И с этого же самого подземного вулканического толчка, шедшего как будто с Запада (мы увидим впоследствии, что не только с Запада), с этой же неясной, то сочувственной, то насмешливой, но всегда тревожной и глубокой мысли о наполеоновской личности, о хищных и мятежных героях, «людях рока» — с Кавказского пленника, Онегина, Алеко, Печорина, Демона, началось и возрождение русской литературы. Порой скрываясь, уходя под землю, но никогда не иссякая окончательно, постоянно вырываясь наружу с новою и новою силою, мысль эта сопровождала все великое, всемирно-историческое развитие русского духа в русской литературе, от «москвичей в гарольдовом плаще», у которых «руки в крови», от Алеко до Печорина, который «для себя лишь хочет воли» — до нигилиста Кириллова, который считает себя «обязанным оказать своеволие», до Ставрогина, который находит «одинаковость наслаждения в обоих полюсах» — в злодействе и в святости — до Ивана Карамазова, который понял, наконец, и предсказал в своем: «все позволено» — «alles ist erlaubt» Фридриха Ницше.

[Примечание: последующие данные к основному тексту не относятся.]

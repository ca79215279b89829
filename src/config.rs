//! Configuration for post generation.
//!
//! Everything tunable lives in [`PostConfig`], built via its
//! [`PostConfigBuilder`]. Keeping the knobs in one struct makes it trivial
//! to share a config across requests and to see at a glance how a given
//! deployment differs from the defaults.
//!
//! Per-request inputs (model, credential, documents, image, description) do
//! *not* belong here — they travel in [`crate::service::PostRequest`]. The
//! config holds only what is fixed across submissions: the timeout, the
//! endpoint, and the capability backends.

use crate::error::PromogenError;
use crate::gemini::DEFAULT_ENDPOINT;
use crate::pipeline::extract::{DocumentConverter, PdfTextConverter};
use crate::service::GenerationService;
use std::fmt;
use std::sync::Arc;

/// Configuration for [`crate::generate::generate_post`].
///
/// # Example
/// ```rust
/// use promogen::PostConfig;
///
/// let config = PostConfig::builder()
///     .api_timeout_secs(30)
///     .build()
///     .unwrap();
/// ```
#[derive(Clone)]
pub struct PostConfig {
    /// Per-call timeout on the generation request, in seconds. Default: 60.
    ///
    /// The original behaviour had no timeout at all; this is a safe-default
    /// extension so a stalled upstream cannot hang the interaction surface
    /// indefinitely. It changes when the caller hears about a failure, not
    /// what the pipeline does on success.
    pub api_timeout_secs: u64,

    /// Endpoint base for the generation API. Default:
    /// [`DEFAULT_ENDPOINT`]. Point this at a local stub server in tests.
    pub endpoint: String,

    /// Pre-built generation service. When set, `endpoint` and
    /// `api_timeout_secs` are ignored and the service is used as-is —
    /// useful for stubs in tests or for wrapping the default client in
    /// middleware.
    pub service: Option<Arc<dyn GenerationService>>,

    /// Document conversion backend. Default: the `pdf-extract` converter.
    pub converter: Arc<dyn DocumentConverter>,
}

impl Default for PostConfig {
    fn default() -> Self {
        Self {
            api_timeout_secs: 60,
            endpoint: DEFAULT_ENDPOINT.to_string(),
            service: None,
            converter: Arc::new(PdfTextConverter),
        }
    }
}

impl fmt::Debug for PostConfig {
    fn fmt(&self, f: &mut fmt::Formatter<'_>) -> fmt::Result {
        f.debug_struct("PostConfig")
            .field("api_timeout_secs", &self.api_timeout_secs)
            .field("endpoint", &self.endpoint)
            .field("service", &self.service.as_ref().map(|_| "<dyn GenerationService>"))
            .field("converter", &"<dyn DocumentConverter>")
            .finish()
    }
}

impl PostConfig {
    /// Create a new builder for `PostConfig`.
    pub fn builder() -> PostConfigBuilder {
        PostConfigBuilder {
            config: Self::default(),
        }
    }
}

/// Builder for [`PostConfig`].
#[derive(Debug)]
pub struct PostConfigBuilder {
    config: PostConfig,
}

impl PostConfigBuilder {
    pub fn api_timeout_secs(mut self, secs: u64) -> Self {
        self.config.api_timeout_secs = secs;
        self
    }

    pub fn endpoint(mut self, endpoint: impl Into<String>) -> Self {
        self.config.endpoint = endpoint.into();
        self
    }

    pub fn service(mut self, service: Arc<dyn GenerationService>) -> Self {
        self.config.service = Some(service);
        self
    }

    pub fn converter(mut self, converter: Arc<dyn DocumentConverter>) -> Self {
        self.config.converter = converter;
        self
    }

    /// Build the configuration, validating constraints.
    pub fn build(self) -> Result<PostConfig, PromogenError> {
        let c = &self.config;
        if c.api_timeout_secs == 0 {
            return Err(PromogenError::InvalidConfig(
                "api_timeout_secs must be ≥ 1".into(),
            ));
        }
        if c.endpoint.is_empty() {
            return Err(PromogenError::InvalidConfig("endpoint must not be empty".into()));
        }
        Ok(self.config)
    }
}
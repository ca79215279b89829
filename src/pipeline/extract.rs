//! Document text extraction: PDF bytes → `<article>`-wrapped plain text.
//!
//! The converter is a capability seam: the pipeline only needs "bytes in,
//! text out", so alternate backends (a different parser, an external OCR
//! service) can be substituted without touching prompt assembly or the
//! generation call. The default backend is the pure-Rust `pdf-extract`
//! parser reading directly from memory, so no temporary files are created.
//!
//! Extraction is side-effect-free and each document is independent, which is
//! why [`crate::generate::generate_post`] runs one `spawn_blocking` task per
//! document and re-joins the results in submission order.

use crate::error::PromogenError;
use tracing::debug;

/// Converts a raw document byte blob into plain text.
///
/// Implementations must be cheap to share (`Send + Sync`) and safe for
/// concurrent use; the pipeline may invoke `convert` for several documents
/// at once.
pub trait DocumentConverter: Send + Sync {
    /// Extract the plain-text content of `bytes`.
    ///
    /// Fails when the blob is not a parseable document in a supported
    /// format. The error detail should describe the parser failure; the
    /// caller attaches the document index.
    fn convert(&self, bytes: &[u8]) -> Result<String, String>;
}

/// Default converter backed by the `pdf-extract` crate.
///
/// Stateless; one instance serves all requests.
#[derive(Debug, Default, Clone, Copy)]
pub struct PdfTextConverter;

impl DocumentConverter for PdfTextConverter {
    fn convert(&self, bytes: &[u8]) -> Result<String, String> {
        let text = pdf_extract::extract_text_from_mem(bytes).map_err(|e| e.to_string())?;
        debug!("Extracted {} chars of text from {} bytes", text.len(), bytes.len());
        Ok(text)
    }
}

/// Extract one document and wrap the result in the article marker.
///
/// An absent document (`None`) yields the empty string — never an error —
/// so a submission with no background material still produces a prompt.
/// A present but unreadable document fails with
/// [`PromogenError::Extraction`] carrying the document's position.
pub fn extract_article(
    converter: &dyn DocumentConverter,
    bytes: Option<&[u8]>,
    index: usize,
) -> Result<String, PromogenError> {
    let Some(bytes) = bytes else {
        return Ok(String::new());
    };
    let text = converter
        .convert(bytes)
        .map_err(|detail| PromogenError::Extraction { index, detail })?;
    Ok(format!("<article>{text}</article>"))
}
//! Prompt assembly: extracted article texts + image description → one prompt.
//!
//! Pure string work, deliberately dumb: articles are joined with a single
//! newline in submission order (no reordering, no deduplication, no
//! truncation) and dropped into the fixed template from [`crate::prompts`].
//! If the combined text is huge, that risk rides through to the model call —
//! length policy belongs to the caller, not to this stage.

use crate::prompts::render_prompt;

/// Join article texts and render the user prompt.
///
/// The order of `article_texts` equals the order of document submission and
/// is preserved verbatim. An empty slice yields an empty background section;
/// the template headers are still present.
pub fn assemble_prompt(article_texts: &[String], image_description: &str) -> String {
    let background_knowledge = article_texts.join("\n");
    render_prompt(&background_knowledge, image_description)
}

#[cfg(test)]
mod tests {
    use super::*;
    use crate::prompts::{BACKGROUND_HEADER, DESCRIPTION_HEADER};

    #[test]
    fn empty_documents_keep_template_headers() {
        let prompt = assemble_prompt(&[], "a telescope");
        assert!(prompt.contains(BACKGROUND_HEADER));
        assert!(prompt.contains(DESCRIPTION_HEADER));
        assert!(prompt.contains("a telescope"));
    }

    #[test]
    fn articles_joined_in_submission_order() {
        let texts = vec![
            "<article>first</article>".to_string(),
            "<article>second</article>".to_string(),
            "<article>third</article>".to_string(),
        ];
        let prompt = assemble_prompt(&texts, "");
        let joined = "<article>first</article>\n<article>second</article>\n<article>third</article>";
        assert!(prompt.contains(joined), "got: {prompt}");
    }

    #[test]
    fn duplicate_articles_are_not_deduplicated() {
        let texts = vec!["<article>same</article>".to_string(); 2];
        let prompt = assemble_prompt(&texts, "");
        assert!(prompt.contains("<article>same</article>\n<article>same</article>"));
    }
}
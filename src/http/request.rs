//! Request identification.
//!
//! Every request gets an `x-request-id` (UUID v4) as early as possible;
//! a caller-supplied ID is kept. The ID is echoed on the response and
//! recorded on the request span.

use axum::{
    body::Body,
    http::{HeaderName, HeaderValue, Request},
};
use tower_http::request_id::{MakeRequestId, RequestId};
use uuid::Uuid;

pub const X_REQUEST_ID: HeaderName = HeaderName::from_static("x-request-id");

/// Generates UUID v4 request IDs.
#[derive(Debug, Clone, Copy, Default)]
pub struct UuidRequestId;

impl MakeRequestId for UuidRequestId {
    fn make_request_id<B>(&mut self, _request: &Request<B>) -> Option<RequestId> {
        HeaderValue::from_str(&Uuid::new_v4().to_string())
            .ok()
            .map(RequestId::new)
    }
}

/// Span wrapping a whole request.
pub fn request_span(request: &Request<Body>) -> tracing::Span {
    let request_id = request
        .headers()
        .get(X_REQUEST_ID)
        .and_then(|v| v.to_str().ok())
        .unwrap_or("unknown");

    tracing::info_span!(
        "request",
        request_id = %request_id,
        method = %request.method(),
        path = %request.uri().path(),
    )
}
//! Shared utilities for gateway integration tests.

#![allow(dead_code)]

use std::net::SocketAddr;
use std::sync::{Arc, Mutex};
use std::time::Duration;

use axum::{
    body::{Body, Bytes},
    http::{header, HeaderMap, Method, Request, StatusCode, Uri},
    response::{IntoResponse, Response},
    Json, Router,
};
use portal_gateway::collaborator::{Collaborator, CollaboratorError, CollaboratorFuture};
use portal_gateway::config::{GatewayConfig, RouteConfig};
use portal_gateway::http::middleware::JsonBody;
use portal_gateway::routing::RouteTable;
use portal_gateway::{GatewayServer, Shutdown};
use serde_json::{json, Value};
use tokio::net::TcpListener;

pub const PORTAL_ORIGIN: &str = "http://localhost:3000";

/// What a collaborator saw of one request.
#[derive(Debug, Clone)]
pub struct Observed {
    pub method: Method,
    pub path: String,
    pub headers: HeaderMap,
    pub body: Bytes,
    pub json: Option<Value>,
}

/// In-process collaborator that records every call and answers with a
/// fixed status and body.
#[derive(Debug)]
pub struct RecordingCollaborator {
    name: String,
    status: StatusCode,
    body: Value,
    delay: Option<Duration>,
    calls: Arc<Mutex<Vec<Observed>>>,
}

impl RecordingCollaborator {
    pub fn new(name: &str) -> Arc<Self> {
        Self::responding(name, StatusCode::OK, json!({ "collaborator": name }))
    }

    pub fn responding(name: &str, status: StatusCode, body: Value) -> Arc<Self> {
        Arc::new(Self {
            name: name.to_string(),
            status,
            body,
            delay: None,
            calls: Arc::default(),
        })
    }

    pub fn slow(name: &str, delay: Duration) -> Arc<Self> {
        Arc::new(Self {
            name: name.to_string(),
            status: StatusCode::OK,
            body: json!({ "collaborator": name }),
            delay: Some(delay),
            calls: Arc::default(),
        })
    }

    pub fn calls(&self) -> Vec<Observed> {
        self.calls.lock().unwrap().clone()
    }

    pub fn call_count(&self) -> usize {
        self.calls.lock().unwrap().len()
    }
}

impl Collaborator for RecordingCollaborator {
    fn name(&self) -> &str {
        &self.name
    }

    fn call(&self, request: Request<Body>) -> CollaboratorFuture {
        let calls = self.calls.clone();
        let status = self.status;
        let body = self.body.clone();
        let delay = self.delay;

        Box::pin(async move {
            let (parts, req_body) = request.into_parts();
            let bytes = axum::body::to_bytes(req_body, usize::MAX)
                .await
                .map_err(|e| CollaboratorError::Unreachable(e.to_string()))?;
            calls.lock().unwrap().push(Observed {
                method: parts.method.clone(),
                path: parts.uri.path().to_string(),
                headers: parts.headers.clone(),
                body: bytes,
                json: parts.extensions.get::<JsonBody>().map(|b| b.0.clone()),
            });

            if let Some(delay) = delay {
                tokio::time::sleep(delay).await;
            }
            Ok((status, Json(body)).into_response())
        })
    }
}

/// The three portal collaborators, mounted the way the portal mounts them.
pub struct Portal {
    pub auth: Arc<RecordingCollaborator>,
    pub customer: Arc<RecordingCollaborator>,
    pub employee: Arc<RecordingCollaborator>,
}

impl Portal {
    pub fn new() -> Self {
        Self {
            auth: RecordingCollaborator::new("auth"),
            customer: RecordingCollaborator::new("customer"),
            employee: RecordingCollaborator::new("employee"),
        }
    }

    pub fn table(&self) -> RouteTable {
        RouteTable::builder()
            .mount("auth", "/api/auth", 0, self.auth.clone())
            .mount("customer", "/api/customer", 0, self.customer.clone())
            .mount("employee", "/api/auth", 0, self.employee.clone())
            .build()
    }

    pub fn total_calls(&self) -> usize {
        self.auth.call_count() + self.customer.call_count() + self.employee.call_count()
    }
}

/// Development configuration: identity placeholder on.
pub fn dev_config() -> GatewayConfig {
    let mut config = GatewayConfig::default();
    config.identity.enabled = true;
    config
}

/// In-process gateway router over `table`.
pub fn gateway(config: GatewayConfig, table: RouteTable) -> Router {
    GatewayServer::with_routes(config, table).unwrap().router()
}

pub async fn body_text(response: Response) -> String {
    let bytes = axum::body::to_bytes(response.into_body(), usize::MAX).await.unwrap();
    String::from_utf8(bytes.to_vec()).unwrap()
}

pub async fn body_json(response: Response) -> Value {
    serde_json::from_str(&body_text(response).await).unwrap()
}

/// Start a loopback backend that echoes what it received as JSON.
///
/// `/api/empty` answers 204, `/api/missing` answers 404 with a text body.
pub async fn start_echo_backend() -> SocketAddr {
    async fn echo(method: Method, uri: Uri, headers: HeaderMap, body: Bytes) -> Response {
        match uri.path() {
            "/api/empty" => return StatusCode::NO_CONTENT.into_response(),
            "/api/missing" => {
                return (StatusCode::NOT_FOUND, "customer not found").into_response()
            }
            _ => {}
        }
        let value_of = |name: header::HeaderName| {
            headers
                .get(name)
                .and_then(|v| v.to_str().ok())
                .map(String::from)
        };
        Json(json!({
            "method": method.as_str(),
            "path": uri.path(),
            "query": uri.query(),
            "authorization": value_of(header::AUTHORIZATION),
            "user_id": value_of(header::HeaderName::from_static("x-user-id")),
            "body": String::from_utf8_lossy(&body),
        }))
        .into_response()
    }

    let app = Router::new().fallback(echo);
    let listener = TcpListener::bind("127.0.0.1:0").await.unwrap();
    let addr = listener.local_addr().unwrap();
    tokio::spawn(async move {
        axum::serve(listener, app).await.unwrap();
    });
    addr
}

/// An address nothing is listening on.
pub async fn closed_addr() -> SocketAddr {
    let listener = TcpListener::bind("127.0.0.1:0").await.unwrap();
    listener.local_addr().unwrap()
}

/// Start a gateway on a loopback port. Trigger the returned `Shutdown` to stop it.
pub async fn start_gateway(config: GatewayConfig) -> (SocketAddr, Shutdown) {
    let server = GatewayServer::new(config).unwrap();
    let listener = TcpListener::bind("127.0.0.1:0").await.unwrap();
    let addr = listener.local_addr().unwrap();

    let shutdown = Shutdown::new();
    let rx = shutdown.subscribe();
    tokio::spawn(async move {
        let _ = server.run(listener, rx).await;
    });
    (addr, shutdown)
}

/// Dev config forwarding the portal prefixes to loopback backends.
pub fn forwarding_config(auth: SocketAddr, customer: SocketAddr) -> GatewayConfig {
    let mut config = dev_config();
    config.routes = vec![
        RouteConfig::new("auth", "/api/auth", &format!("http://{}", auth)),
        RouteConfig::new("customer", "/api/customer", &format!("http://{}/api", customer)),
    ];
    config
}
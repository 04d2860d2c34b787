//! HTTP protocol handling subsystem.
//!
//! # Data Flow
//! ```text
//! TCP connection
//!     → server.rs (axum serve, graceful shutdown)
//!     → pipeline.rs (request id, trace, CORS, JSON body, identity)
//!     → server.rs dispatch (route lookup, collaborator call with deadline)
//!     → collaborator response, returned verbatim
//! ```

pub mod middleware;
pub mod pipeline;
pub mod request;
pub mod server;

pub use pipeline::Pipeline;
pub use request::X_REQUEST_ID;
pub use server::{GatewayServer, StartupError};
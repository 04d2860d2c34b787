//! The fixed request pipeline.
//!
//! Stages run in this order on every request and are assembled once, before
//! the listener accepts connections:
//!
//! ```text
//! set x-request-id → trace span → propagate x-request-id
//!     → origin guard (reject) → CorsLayer (answer preflight, CORS headers)
//!     → JSON body (reject malformed)
//!     → identity header
//!     → dispatch
//! ```

use std::sync::Arc;

use axum::{middleware::from_fn_with_state, Router};
use tower::ServiceBuilder;
use tower_http::{
    request_id::{PropagateRequestIdLayer, SetRequestIdLayer},
    trace::TraceLayer,
};

use crate::config::{GatewayConfig, ValidationError};
use crate::http::middleware::{
    identity_middleware, json_body_middleware, origin_guard, BodyPolicy, CorsPolicy,
    IdentityPolicy,
};
use crate::http::request::{request_span, UuidRequestId, X_REQUEST_ID};

/// Compiled, immutable policies for each pipeline stage.
#[derive(Debug, Clone)]
pub struct Pipeline {
    pub cors: Arc<CorsPolicy>,
    pub body: Arc<BodyPolicy>,
    pub identity: Arc<IdentityPolicy>,
}

impl Pipeline {
    pub fn from_config(config: &GatewayConfig) -> Result<Self, ValidationError> {
        Ok(Self {
            cors: Arc::new(CorsPolicy::from_config(&config.cors)?),
            body: Arc::new(BodyPolicy::from(&config.body)),
            identity: Arc::new(IdentityPolicy::from_config(&config.identity)?),
        })
    }

    /// Wrap `router` in every stage. `ServiceBuilder` applies layers top to
    /// bottom, so the listing below is the request order.
    pub fn wrap(self, router: Router) -> Router {
        let cors_layer = self.cors.layer();
        router.layer(
            ServiceBuilder::new()
                .layer(SetRequestIdLayer::new(X_REQUEST_ID, UuidRequestId))
                .layer(TraceLayer::new_for_http().make_span_with(request_span))
                .layer(PropagateRequestIdLayer::new(X_REQUEST_ID))
                .layer(from_fn_with_state(self.cors, origin_guard))
                .layer(cors_layer)
                .layer(from_fn_with_state(self.body, json_body_middleware))
                .layer(from_fn_with_state(self.identity, identity_middleware)),
        )
    }
}
//! HTTP server setup and dispatch.
//!
//! # Responsibilities
//! - Build the route table and request pipeline from configuration
//! - Dispatch requests to the collaborator selected by the route table
//! - Bound every collaborator call with the upstream timeout
//! - Serve until the shutdown signal fires

use std::sync::Arc;
use std::time::{Duration, Instant};

use axum::{
    body::Body,
    extract::State,
    http::Request,
    response::{IntoResponse, Response},
    Router,
};
use tokio::net::TcpListener;
use tokio::sync::broadcast;

use crate::collaborator::{http_client, CollaboratorError};
use crate::config::{validate_config, ConfigError, GatewayConfig};
use crate::error::GatewayError;
use crate::http::pipeline::Pipeline;
use crate::observability::metrics;
use crate::routing::RouteTable;

/// Application state injected into the dispatcher.
#[derive(Clone)]
pub struct AppState {
    pub routes: Arc<RouteTable>,
    pub upstream_timeout: Duration,
}

/// Errors building the server.
#[derive(Debug, thiserror::Error)]
pub enum StartupError {
    #[error(transparent)]
    Config(#[from] ConfigError),

    #[error("Route table: {0}")]
    Routes(#[from] CollaboratorError),
}

/// HTTP server for the gateway.
pub struct GatewayServer {
    router: Router,
    config: Arc<GatewayConfig>,
    routes: Arc<RouteTable>,
}

impl GatewayServer {
    /// Create a server forwarding to the upstreams named in `config.routes`.
    pub fn new(config: GatewayConfig) -> Result<Self, StartupError> {
        validate_config(&config).map_err(ConfigError::Validation)?;
        let client = http_client(&config.timeouts);
        let routes = RouteTable::from_config(&config.routes, client)?;
        Self::with_routes(config, routes)
    }

    /// Create a server over an already-built route table.
    ///
    /// `config.routes` is ignored.
    pub fn with_routes(config: GatewayConfig, routes: RouteTable) -> Result<Self, StartupError> {
        let pipeline = Pipeline::from_config(&config)
            .map_err(|e| ConfigError::Validation(vec![e]))?;

        let routes = Arc::new(routes);
        let state = AppState {
            routes: routes.clone(),
            upstream_timeout: Duration::from_secs(config.timeouts.upstream_secs),
        };

        let router = pipeline.wrap(Router::new().fallback(dispatch).with_state(state));

        Ok(Self {
            router,
            config: Arc::new(config),
            routes,
        })
    }

    /// The fully assembled router, for in-process use.
    pub fn router(&self) -> Router {
        self.router.clone()
    }

    /// Run the server until `shutdown` fires.
    pub async fn run(
        self,
        listener: TcpListener,
        mut shutdown: broadcast::Receiver<()>,
    ) -> Result<(), std::io::Error> {
        let addr = listener.local_addr()?;
        tracing::info!(
            address = %addr,
            routes = self.routes.len(),
            shadowed = ?self.routes.shadowed(),
            identity_placeholder = self.config.identity.enabled,
            "HTTP server starting"
        );

        axum::serve(listener, self.router)
            .with_graceful_shutdown(async move {
                let _ = shutdown.recv().await;
                tracing::info!("Shutdown signal received");
            })
            .await?;

        tracing::info!("HTTP server stopped");
        Ok(())
    }

    /// Get a reference to the config.
    pub fn config(&self) -> &GatewayConfig {
        &self.config
    }

    pub fn routes(&self) -> &RouteTable {
        &self.routes
    }
}

/// Looks up the route and hands the request to its collaborator.
async fn dispatch(State(state): State<AppState>, request: Request<Body>) -> Response {
    let start = Instant::now();
    let method = request.method().to_string();
    let path = request.uri().path().to_string();

    let Some(route) = state.routes.match_path(&path) else {
        tracing::warn!(path = %path, "No route matched");
        let err = GatewayError::NoRoute { path };
        metrics::record_rejection(err.kind());
        return err.into_response();
    };

    tracing::debug!(
        route = %route.name,
        collaborator = %route.collaborator.name(),
        "Dispatching request"
    );

    let outcome = tokio::time::timeout(state.upstream_timeout, route.collaborator.call(request)).await;

    let err = match outcome {
        Ok(Ok(response)) => {
            let status = response.status();
            metrics::record_request(&method, status.as_u16(), &route.name, start);
            tracing::debug!(route = %route.name, status = %status, "Collaborator responded");
            return response;
        }
        Ok(Err(e)) => GatewayError::CollaboratorUnreachable {
            collaborator: route.collaborator.name().to_string(),
            reason: e.to_string(),
        },
        Err(_) => GatewayError::CollaboratorTimeout {
            collaborator: route.collaborator.name().to_string(),
            secs: state.upstream_timeout.as_secs(),
        },
    };

    tracing::error!(route = %route.name, error = %err, "Collaborator call failed");
    metrics::record_request(&method, err.status().as_u16(), &route.name, start);
    err.into_response()
}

Молодой человек с бледным лицом, «с прекрасными глазами, наружностью (и не только наружностью) похожий на Буонапарте до Тулона», забирается ночью в спальню к старухе, чтобы насильно выведать у нее карточную тайну. Пистолет, взятый им, чтобы испугать старуху, не заряжен. Но он все-таки чувствует себя убийцею. Тут, впрочем, дело не в старухе: «старуха — вздор», может быть, и ошибка; он «не старуху, а принцип убил», ему нужен был только «первый шаг»: «Я хотел только первый шаг сделать — поставить себя в независимое положение, достичь средств, и там все бы загладилось неизмеримою, сравнительно, пользою. Я хотел добра людям». И для добра убил. Это говорит Раскольников. Но мог бы сказать и пушкинский Герман в «Пиковой даме». Как Раскольников, как Жюльен Сорель, в «Красном и черном», Герман подражатель Наполеона. Сколь ни слабо, ни легко очерчен внутренний облик его, все-таки ясно, что это не простой злодей, что тут нечто более сложное, загадочное. Пушкин, впрочем, по своему обыкновению, едва касается этой загадки и тотчас проходит мимо, отделывается своею неуловимо-скользящею усмешкою. И получается как будто лишь непритязательный фантастический рассказ во вкусе Мериме: Чайковский с простодушием музыканта так и принял этот рассказ за либретто для оперы. Но из случайно оброненного Пушкиным анекдота неслучайно выросли «Мертвые души»; из «Пиковой дамы» не случайно вышло «Преступление и наказание» Достоевского. И здесь, как повсюду, корни русской литературы уходят в Пушкина: точно указал он мимоходом на дверь лабиринта; Достоевский раз как вошел в этот лабиринт, так потом уже всю жизнь не мог из него выбраться; все глубже и глубже спускался он в него, исследовал, испытывал, искал и не находил выхода.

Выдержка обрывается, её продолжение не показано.